Over the next few months, Keela will be working with Sharon Davis of Giving Well to take a deeper look at Charity and Philanthropy. In this dynamic blog series, we will be examining the key difference between these two topics, and offering tips and tools to level up your own efforts in these areas. 




Guest PostSharon Davis, Giving Well





Last month we discussed the difference between Charity vs Philanthropy and will now delve deeper into Philanthropic Culture.


A culture of philanthropy refers to your organization’s attitude toward philanthropy and fund development.  Philanthropy and fund development are essential partners – philanthropy being a voluntary action for the common good and fund development the engine that drives philanthropy.


Philanthropy is not just about raising money it is part of the mission of your organization and when adopted and nurtured the benefits are far reaching.



Building Philanthropic Culture vs Fundraising




Effective organizations embrace a culture of philanthropy. Each volunteer and every employee senses it. Clients and donors recognize it whenever they connect with your organization.

There are 3 main components to adopting a culture of philanthropy:


  • Strategy – organization must intentionally develop and foster a culture of philanthropy
  • Approach – Culture must start from within the internal structure
  • Donor Centric – never forget where your funds come from and treat these relationships with the respect they deserve

Making a major shift is your organization does not happen overnight, it is an evolution that may take multiple years so think of it as a process instead of a destination.  An engaged organization steeped in values is a living force that is powerful, self-sustaining and opens up entirely new possibilities; it is not a piggy bank to shake now and then.
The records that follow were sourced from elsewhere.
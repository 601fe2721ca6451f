// src/models/ledger.rs

use rust_decimal::Decimal;
use serde::{Deserialize, Serialize};
use serde_json::json;
use utoipa::ToSchema;

// O agregado que o cliente guarda localmente e envia inteiro a cada sync.
// A unidade de sincronização é o estado completo do workspace, não patches
// por campo.

// --- Enums ---

#[derive(Debug, Clone, Copy, PartialEq, Eq, Serialize, Deserialize, ToSchema)]
#[serde(rename_all = "lowercase")]
pub enum Direction {
    In,
    Out,
}

#[derive(Debug, Clone, Copy, PartialEq, Eq, Serialize, Deserialize, ToSchema)]
#[serde(rename_all = "snake_case")]
pub enum TransactionKind {
    Income,
    Expense,
    Transfer,
    DebtPayment,
    FeeInterest,
}

#[derive(Debug, Clone, Copy, PartialEq, Eq, Serialize, Deserialize, ToSchema)]
#[serde(rename_all = "lowercase")]
pub enum PaymentMethod {
    Pix,
    Debit,
    Cash,
    Credit,
}

#[derive(Debug, Clone, Copy, PartialEq, Eq, Serialize, Deserialize, ToSchema)]
#[serde(rename_all = "lowercase")]
pub enum TransactionStatus {
    Pending,
    Paid,
}

#[derive(Debug, Clone, Copy, PartialEq, Eq, Serialize, Deserialize, ToSchema)]
#[serde(rename_all = "lowercase")]
pub enum PlanStatus {
    Active,
    Finished,
    Cancelled,
}

impl TransactionKind {
    pub fn as_str(&self) -> &'static str {
        match self {
            TransactionKind::Income => "income",
            TransactionKind::Expense => "expense",
            TransactionKind::Transfer => "transfer",
            TransactionKind::DebtPayment => "debt_payment",
            TransactionKind::FeeInterest => "fee_interest",
        }
    }
}

impl Direction {
    pub fn as_str(&self) -> &'static str {
        match self {
            Direction::In => "in",
            Direction::Out => "out",
        }
    }
}

impl PaymentMethod {
    pub fn as_str(&self) -> &'static str {
        match self {
            PaymentMethod::Pix => "pix",
            PaymentMethod::Debit => "debit",
            PaymentMethod::Cash => "cash",
            PaymentMethod::Credit => "credit",
        }
    }
}

impl TransactionStatus {
    pub fn as_str(&self) -> &'static str {
        match self {
            TransactionStatus::Pending => "pending",
            TransactionStatus::Paid => "paid",
        }
    }
}

impl PlanStatus {
    pub fn as_str(&self) -> &'static str {
        match self {
            PlanStatus::Active => "active",
            PlanStatus::Finished => "finished",
            PlanStatus::Cancelled => "cancelled",
        }
    }
}

// --- Structs ---

// Vínculo de parcelamento carregado por cada transação-parcela. O groupId
// liga a parcela ao plano; number é 1-based dentro de [1, total].
#[derive(Debug, Clone, Serialize, Deserialize, ToSchema)]
#[serde(rename_all = "camelCase")]
pub struct InstallmentRef {
    #[schema(example = "plano-notebook")]
    pub group_id: String,

    #[schema(example = 3)]
    pub number: i32,

    #[schema(example = 10)]
    pub total: i32,

    #[serde(default, skip_serializing_if = "Option::is_none")]
    pub original_total_amount: Option<Decimal>,

    #[serde(default, skip_serializing_if = "Option::is_none")]
    pub per_installment_amount: Option<Decimal>,

    #[serde(default, skip_serializing_if = "Option::is_none")]
    pub start_date: Option<String>,
}

#[derive(Debug, Clone, Serialize, Deserialize, ToSchema)]
#[serde(rename_all = "camelCase")]
pub struct Transaction {
    // ID local do cliente; vira ID substituto determinístico por workspace
    #[schema(example = "tx-1")]
    pub id: String,

    #[schema(example = "2025-03-14")]
    pub date: String,

    // Mês de competência (período contábil), distinto da data de ocorrência
    #[serde(default, skip_serializing_if = "Option::is_none")]
    #[schema(example = "2025-03")]
    pub competence_month: Option<String>,

    pub direction: Direction,
    pub kind: TransactionKind,

    #[schema(example = "150.00")]
    pub amount: Decimal,

    #[serde(default, skip_serializing_if = "Option::is_none")]
    #[schema(example = "Mercado da semana")]
    pub description: Option<String>,

    #[serde(default, skip_serializing_if = "Option::is_none")]
    pub person_id: Option<String>,

    #[serde(default, skip_serializing_if = "Option::is_none")]
    pub category_id: Option<String>,

    pub payment_method: PaymentMethod,

    // Obrigatório quando paymentMethod = credit
    #[serde(default, skip_serializing_if = "Option::is_none")]
    pub card_id: Option<String>,

    #[serde(default = "default_tx_status")]
    pub status: TransactionStatus,

    #[serde(default, skip_serializing_if = "Option::is_none")]
    pub installment: Option<InstallmentRef>,

    #[serde(default, skip_serializing_if = "Option::is_none")]
    pub is_recurring: Option<bool>,

    #[serde(default, skip_serializing_if = "Option::is_none")]
    pub created_at: Option<String>,

    #[serde(default, skip_serializing_if = "Option::is_none")]
    pub updated_at: Option<String>,

    #[serde(default, skip_serializing_if = "Option::is_none")]
    pub deleted: Option<bool>,

    #[serde(default, skip_serializing_if = "Option::is_none")]
    pub deleted_at: Option<String>,

    // Flag de sujeira exclusiva do cliente; removida antes de persistir
    #[serde(default, skip_serializing_if = "Option::is_none")]
    pub needs_sync: Option<bool>,
}

fn default_tx_status() -> TransactionStatus {
    TransactionStatus::Pending
}

#[derive(Debug, Clone, Serialize, Deserialize, ToSchema)]
#[serde(rename_all = "camelCase")]
pub struct Card {
    #[schema(example = "cartao-nubank")]
    pub id: String,

    #[schema(example = "Nubank")]
    pub name: String,

    #[serde(default, skip_serializing_if = "Option::is_none")]
    #[schema(example = 28)]
    pub closing_day: Option<i32>,

    #[serde(default, skip_serializing_if = "Option::is_none")]
    #[schema(example = 7)]
    pub due_day: Option<i32>,

    #[serde(default, skip_serializing_if = "Option::is_none")]
    pub apr_monthly: Option<Decimal>,

    #[serde(default, skip_serializing_if = "Option::is_none")]
    #[schema(example = "5000.00")]
    pub limit: Option<Decimal>,

    #[serde(default, skip_serializing_if = "Option::is_none")]
    pub balance: Option<Decimal>,

    #[serde(default, skip_serializing_if = "Option::is_none")]
    pub created_at: Option<String>,

    #[serde(default, skip_serializing_if = "Option::is_none")]
    pub updated_at: Option<String>,

    #[serde(default, skip_serializing_if = "Option::is_none")]
    pub deleted: Option<bool>,

    #[serde(default, skip_serializing_if = "Option::is_none")]
    pub deleted_at: Option<String>,
}

#[derive(Debug, Clone, Serialize, Deserialize, ToSchema)]
#[serde(rename_all = "camelCase")]
pub struct InstallmentPlan {
    #[schema(example = "plano-notebook")]
    pub id: String,

    #[schema(example = "Notebook em 10x")]
    pub description: String,

    #[serde(default, skip_serializing_if = "Option::is_none")]
    pub category_id: Option<String>,

    #[serde(default, skip_serializing_if = "Option::is_none")]
    pub card_id: Option<String>,

    #[serde(default, skip_serializing_if = "Option::is_none")]
    #[schema(example = "2025-01-10")]
    pub purchase_date: Option<String>,

    #[serde(default, skip_serializing_if = "Option::is_none")]
    #[schema(example = "2025-02-07")]
    pub first_installment_date: Option<String>,

    #[schema(example = 10)]
    pub total_installments: i32,

    #[serde(default, skip_serializing_if = "Option::is_none")]
    #[schema(example = "3500.00")]
    pub total_amount: Option<Decimal>,

    #[serde(default, skip_serializing_if = "Option::is_none")]
    #[schema(example = "350.00")]
    pub per_installment_amount: Option<Decimal>,

    #[serde(default = "default_plan_status")]
    pub status: PlanStatus,

    #[serde(default, skip_serializing_if = "Option::is_none")]
    pub remaining_installments: Option<i32>,

    #[serde(default, skip_serializing_if = "Option::is_none")]
    pub created_at: Option<String>,

    #[serde(default, skip_serializing_if = "Option::is_none")]
    pub updated_at: Option<String>,

    #[serde(default, skip_serializing_if = "Option::is_none")]
    pub deleted: Option<bool>,

    #[serde(default, skip_serializing_if = "Option::is_none")]
    pub deleted_at: Option<String>,
}

fn default_plan_status() -> PlanStatus {
    PlanStatus::Active
}

// O estado completo de um workspace, como o cliente envia. Timestamps de
// createdAt/updatedAt atravessam o storage como strings opacas ordenáveis;
// só `date` e `competenceMonth` passam pelo normalizador temporal.
#[derive(Debug, Clone, Serialize, Deserialize, ToSchema)]
#[serde(rename_all = "camelCase")]
pub struct LedgerState {
    #[serde(default)]
    #[schema(example = 3)]
    pub schema_version: i64,

    #[serde(default)]
    #[schema(example = "7500.00")]
    pub monthly_income: Decimal,

    #[serde(default)]
    #[schema(example = "2200.00")]
    pub variable_cap: Decimal,

    #[serde(default)]
    #[schema(example = json!(["Alimentação", "Transporte"]))]
    pub categories: Vec<String>,

    #[serde(default)]
    pub transactions: Vec<Transaction>,

    #[serde(default)]
    pub cards: Vec<Card>,

    #[serde(default)]
    pub installment_plans: Vec<InstallmentPlan>,

    #[serde(default, skip_serializing_if = "Option::is_none")]
    pub updated_at: Option<String>,
}
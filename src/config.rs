// src/config.rs

use std::{env, sync::Arc, time::Duration};

use sqlx::{postgres::PgPoolOptions, PgPool};

use crate::db::{LedgerStore, PgLedgerStore};
use crate::services::{AdminService, AuditService, SyncService};

// Configuração resolvida uma única vez no arranque e injetada na construção
// dos handlers. Nada lê o ambiente depois daqui; os testes substituem o
// storage na construção dos services sem mexer em estado ambiente.
#[derive(Debug, Clone)]
pub struct Settings {
    pub database_url: Option<String>,
    pub port: u16,
    pub db_max_connections: u32,
    pub admin_secret: Option<String>,
    pub sync_hmac_secret: Option<String>,
    pub sync_static_key: Option<String>,
}

fn env_opt(name: &str) -> Option<String> {
    env::var(name).ok().filter(|value| !value.trim().is_empty())
}

impl Settings {
    pub fn from_env() -> Self {
        dotenvy::dotenv().ok();
        Settings {
            database_url: env_opt("DATABASE_URL"),
            port: env_opt("PORT").and_then(|p| p.parse().ok()).unwrap_or(3000),
            db_max_connections: env_opt("DB_MAX_CONNECTIONS")
                .and_then(|v| v.parse().ok())
                .unwrap_or(5),
            admin_secret: env_opt("ADMIN_API_SECRET"),
            sync_hmac_secret: env_opt("SYNC_HMAC_SECRET"),
            sync_static_key: env_opt("SYNC_STATIC_KEY"),
        }
    }
}

// Segredos compartilhados dos dois surfaces. Qualquer um ausente desliga o
// surface correspondente (503), sem derrubar o processo.
#[derive(Debug, Clone)]
pub struct AuthSecrets {
    pub admin_secret: Option<String>,
    pub sync_hmac_secret: Option<String>,
    pub sync_static_key: Option<String>,
}

#[derive(Clone)]
pub struct AppState {
    pub db_pool: Option<PgPool>,
    pub secrets: AuthSecrets,
    pub sync_service: Option<SyncService>,
    pub admin_service: Option<AdminService>,
}

impl AppState {
    pub async fn new(settings: &Settings) -> anyhow::Result<Self> {
        let db_pool = match &settings.database_url {
            Some(url) => {
                // Conecta ao banco de dados, usando '?' para propagar erros
                let pool = PgPoolOptions::new()
                    .max_connections(settings.db_max_connections)
                    .acquire_timeout(Duration::from_secs(3))
                    .connect(url)
                    .await?;
                tracing::info!("✅ Conexão com o banco de dados estabelecida com sucesso!");
                Some(pool)
            }
            None => {
                tracing::warn!(
                    "DATABASE_URL ausente; sync e admin responderão 503 até o storage ser configurado"
                );
                None
            }
        };

        // --- Monta o gráfico de dependências ---
        let (sync_service, admin_service) = match &db_pool {
            Some(pool) => {
                let store: Arc<dyn LedgerStore> = Arc::new(PgLedgerStore::new(pool.clone()));
                let audit_service = AuditService::new(store.clone());
                (
                    Some(SyncService::new(store.clone())),
                    Some(AdminService::new(store, audit_service)),
                )
            }
            None => (None, None),
        };

        Ok(Self {
            db_pool,
            secrets: AuthSecrets {
                admin_secret: settings.admin_secret.clone(),
                sync_hmac_secret: settings.sync_hmac_secret.clone(),
                sync_static_key: settings.sync_static_key.clone(),
            },
            sync_service,
            admin_service,
        })
    }
}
So where does this process begin?  It starts internally, which includes the board, the executive team, staff and volunteers. Culture then projects outward to grateful recipients, supporters and all other stakeholders.


Everyone is an ambassador for the organization’s service.   Being an ambassador means doing one’s own job well but also understanding how all the jobs in the organization create one integrated system. Culture then projects outwardly to grateful clients and other supporters.

Charitable organizations exist to fill the need and create change but too often they do not fully understand the value of what they are trying to accomplish and the importance of fund development.  Without charitable giving, most not-for-profits cannot survive.  Fund development can no longer be isolated, it is an integral function and inextricably entwined to the entire organization.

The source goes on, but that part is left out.